Australia Increases Permanent Migration Visas To End Talent Crunch
Australia will increase its permanent immigration numbers by 35,000 to 195,000 in the current financial year as it looks to shift its focus toward long-term migrants, bringing some relief for businesses battling widespread staff shortages.
Australia closed its borders for about two years during the height of the COVID-19 pandemic but those strict rules and an exodus of holiday workers and foreign students left businesses struggling to find staff and keep their businesses afloat.
"COVID is presenting us, on a platter, with a chance to reform our immigration system that we will never get back again. I want us to take that chance," Home Affairs Minister Clare O'Neil told a government jobs summit on Friday.
"Based on projections, this could mean thousands more nurses settling in the country this year, thousands more engineers."

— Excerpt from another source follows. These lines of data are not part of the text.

//! Diagram components → padded, disjoint, text-clear clusters.
//!
//! Stages, in order:
//! 1. grouping: union-find over the "border distance ≤ proximity" relation
//!    between diagram components;
//! 2. bounding: union of member boxes, padded and clipped to the image;
//! 3. overlap resolution: the first pair of intersecting padded boxes is
//!    merged until none intersect;
//! 4. text-touch rejection: clusters near or over handwriting are dropped
//!    whole;
//! 5. minimum confidence, then the retained-count cap;
//! 6. output ordering ([`SortingMethod`]).
//!
//! Components are never modified; clusters refer to them by id.

pub mod ordering;
mod proximity;
mod union_find;

pub use ordering::{order_clusters, reading_rows, SortingMethod};
pub use proximity::{border_distance_within, box_distance_within};
pub use union_find::UnionFind;

use crate::features::StrokeComponent;
use crate::types::{BoundingBox, ComponentId};
use log::debug;
use serde::Serialize;

#[derive(Clone, Copy, Debug, PartialEq)]
pub struct ClusterOptions {
    /// Grouping and text-touch distance (px).
    pub proximity: f64,
    pub padding: u32,
    pub max_diagrams: usize,
    pub sorting: SortingMethod,
    /// Clusters below this mean confidence are dropped before the cap.
    pub min_confidence: f64,
}

impl Default for ClusterOptions {
    fn default() -> Self {
        Self {
            proximity: 25.0,
            padding: 3,
            max_diagrams: 10,
            sorting: SortingMethod::ReadingOrder,
            min_confidence: 0.0,
        }
    }
}

/// Group of mutually proximate diagram components.
#[derive(Clone, Debug, PartialEq, Serialize)]
pub struct DiagramCluster {
    /// Ascending, never empty.
    pub members: Vec<ComponentId>,
    /// Union of member boxes.
    pub bbox: BoundingBox,
    /// `bbox` grown by the padding and clipped to the image.
    pub padded: BoundingBox,
    /// Mean member confidence.
    pub confidence: f64,
}

/// Why a cluster was not emitted.
#[derive(Clone, Copy, Debug, PartialEq, Serialize)]
#[serde(tag = "reason", rename_all = "snake_case")]
pub enum RejectionReason {
    /// A member lies within the proximity of a handwriting component.
    NearHandwriting {
        handwriting: ComponentId,
        distance: f64,
    },
    /// The padded box intersects a handwriting bounding box.
    OverlapsHandwriting { handwriting: ComponentId },
    /// The padded box lies within the proximity of handwriting ink.
    PaddingNearHandwriting {
        handwriting: ComponentId,
        distance: f64,
    },
    BelowMinConfidence,
    OverCap,
}

#[derive(Clone, Debug, PartialEq, Serialize)]
pub struct RejectedCluster {
    pub cluster: DiagramCluster,
    pub reason: RejectionReason,
}

/// Output of the clustering stage.
#[derive(Clone, Debug, Default, PartialEq)]
pub struct Clustering {
    /// Emitted clusters in output order.
    pub clusters: Vec<DiagramCluster>,
    pub rejected: Vec<RejectedCluster>,
    /// Connected groups before overlap resolution.
    pub proximity_groups: usize,
    pub overlap_merges: usize,
}

/// Cluster under construction; `indices` point into the component slice.
struct Draft {
    indices: Vec<usize>,
    cluster: DiagramCluster,
}

impl Draft {
    fn build(
        indices: Vec<usize>,
        components: &[StrokeComponent],
        frame: (u32, u32),
        padding: u32,
    ) -> Self {
        let mut members: Vec<ComponentId> = indices.iter().map(|&i| components[i].id).collect();
        members.sort();
        let bbox = indices
            .iter()
            .skip(1)
            .fold(components[indices[0]].bbox, |acc, &i| acc.union(&components[i].bbox));
        let confidence =
            indices.iter().map(|&i| components[i].confidence).sum::<f64>() / indices.len() as f64;
        Self {
            cluster: DiagramCluster {
                members,
                bbox,
                padded: bbox.padded(padding, frame.0, frame.1),
                confidence,
            },
            indices,
        }
    }
}

/// Cluster the diagram-labelled components of one `width × height` image.
pub fn cluster_diagrams(
    components: &[StrokeComponent],
    width: u32,
    height: u32,
    options: &ClusterOptions,
) -> Clustering {
    let frame = (width, height);
    let diagram: Vec<usize> = (0..components.len())
        .filter(|&i| components[i].is_diagram())
        .collect();
    if diagram.is_empty() {
        return Clustering::default();
    }

    let mut uf = UnionFind::new(diagram.len());
    for a in 0..diagram.len() {
        for b in a + 1..diagram.len() {
            let (ca, cb) = (&components[diagram[a]], &components[diagram[b]]);
            if border_distance_within(ca, cb, options.proximity).is_some() {
                uf.union(a, b);
            }
        }
    }
    let mut drafts: Vec<Draft> = uf
        .groups()
        .into_iter()
        .map(|g| {
            let indices = g.into_iter().map(|k| diagram[k]).collect();
            Draft::build(indices, components, frame, options.padding)
        })
        .collect();
    let proximity_groups = drafts.len();

    let overlap_merges = resolve_overlaps(&mut drafts, components, frame, options.padding);

    let handwriting: Vec<&StrokeComponent> =
        components.iter().filter(|c| !c.is_diagram()).collect();
    let mut survivors = Vec::new();
    let mut rejected = Vec::new();
    for draft in drafts {
        let reason = text_touch(&draft, components, &handwriting, options.proximity).or(
            (draft.cluster.confidence < options.min_confidence)
                .then_some(RejectionReason::BelowMinConfidence),
        );
        match reason {
            Some(reason) => rejected.push(RejectedCluster {
                cluster: draft.cluster,
                reason,
            }),
            None => survivors.push(draft.cluster),
        }
    }

    order_clusters(&mut survivors, options.sorting);
    if survivors.len() > options.max_diagrams {
        let (kept, capped) = enforce_cap(survivors, options.max_diagrams);
        survivors = kept;
        order_clusters(&mut survivors, options.sorting);
        rejected.extend(capped.into_iter().map(|cluster| RejectedCluster {
            cluster,
            reason: RejectionReason::OverCap,
        }));
    }

    debug!(
        "clustering: {} diagram components, {} groups, {} overlap merges, {} kept, {} rejected",
        diagram.len(),
        proximity_groups,
        overlap_merges,
        survivors.len(),
        rejected.len()
    );

    Clustering {
        clusters: survivors,
        rejected,
        proximity_groups,
        overlap_merges,
    }
}

/// Merge intersecting padded boxes until all are disjoint. Returns the number
/// of merges.
fn resolve_overlaps(
    drafts: &mut Vec<Draft>,
    components: &[StrokeComponent],
    frame: (u32, u32),
    padding: u32,
) -> usize {
    let mut merges = 0;
    while let Some((i, j)) = first_intersecting_pair(drafts) {
        let absorbed = drafts.remove(j);
        let mut indices = std::mem::take(&mut drafts[i].indices);
        indices.extend(absorbed.indices);
        indices.sort_unstable();
        drafts[i] = Draft::build(indices, components, frame, padding);
        merges += 1;
    }
    merges
}

fn first_intersecting_pair(drafts: &[Draft]) -> Option<(usize, usize)> {
    for i in 0..drafts.len() {
        for j in i + 1..drafts.len() {
            if drafts[i].cluster.padded.intersects(&drafts[j].cluster.padded) {
                return Some((i, j));
            }
        }
    }
    None
}

fn text_touch(
    draft: &Draft,
    components: &[StrokeComponent],
    handwriting: &[&StrokeComponent],
    proximity: f64,
) -> Option<RejectionReason> {
    for hw in handwriting {
        for &m in &draft.indices {
            if let Some(distance) = border_distance_within(&components[m], hw, proximity) {
                return Some(RejectionReason::NearHandwriting {
                    handwriting: hw.id,
                    distance,
                });
            }
        }
    }
    let padded = draft.cluster.padded;
    if let Some(hw) = handwriting.iter().find(|hw| padded.intersects(&hw.bbox)) {
        return Some(RejectionReason::OverlapsHandwriting { handwriting: hw.id });
    }
    handwriting.iter().find_map(|hw| {
        box_distance_within(&padded, hw, proximity).map(|distance| {
            RejectionReason::PaddingNearHandwriting {
                handwriting: hw.id,
                distance,
            }
        })
    })
}

/// Keep the `max` most confident clusters of an ordered list; earlier
/// positions win ties. Returns `(kept, dropped)`, both in input order.
fn enforce_cap(
    ordered: Vec<DiagramCluster>,
    max: usize,
) -> (Vec<DiagramCluster>, Vec<DiagramCluster>) {
    let mut ranked: Vec<usize> = (0..ordered.len()).collect();
    ranked.sort_by(|&a, &b| {
        ordered[b]
            .confidence
            .total_cmp(&ordered[a].confidence)
            .then(a.cmp(&b))
    });
    let mut keep = vec![false; ordered.len()];
    for &i in ranked.iter().take(max) {
        keep[i] = true;
    }
    let mut kept = Vec::with_capacity(max);
    let mut dropped = Vec::new();
    for (cluster, keep) in ordered.into_iter().zip(keep) {
        if keep {
            kept.push(cluster);
        } else {
            dropped.push(cluster);
        }
    }
    (kept, dropped)
}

Australia's unemployment rate is now at a near 50-year-low of 3.4 per cent but soaring inflation means real wages are down.
Businesses have been urging the government to raise the cap on annual immigration from 160,000, prompting it to make temporary changes to fill the labour gap.
The recently elected centre-left Labor government convened the two-day summit in Canberra, the national capital, inviting business groups and unions to help find solutions to key economic challenges.
Australia has been competing with other developed economies to lure more skilled employees from overseas with many countries looking to ease immigration rules.
But a blowout in visa processing times in Australia has left about a million prospective workers stuck in limbo, worsening the staff shortage crisis.
"We understand that when people wait and wait, the uncertainty can become unmanageable," Immigration Minister Andrew Giles told the summit. "This is not good enough, and reflects a visa system that has been in crisis."
In a bid to speed up visa processing, Mr Giles said the government will spend A$36.1 million ($25 million) to beef up its staff capacity by 500 people for the next nine months.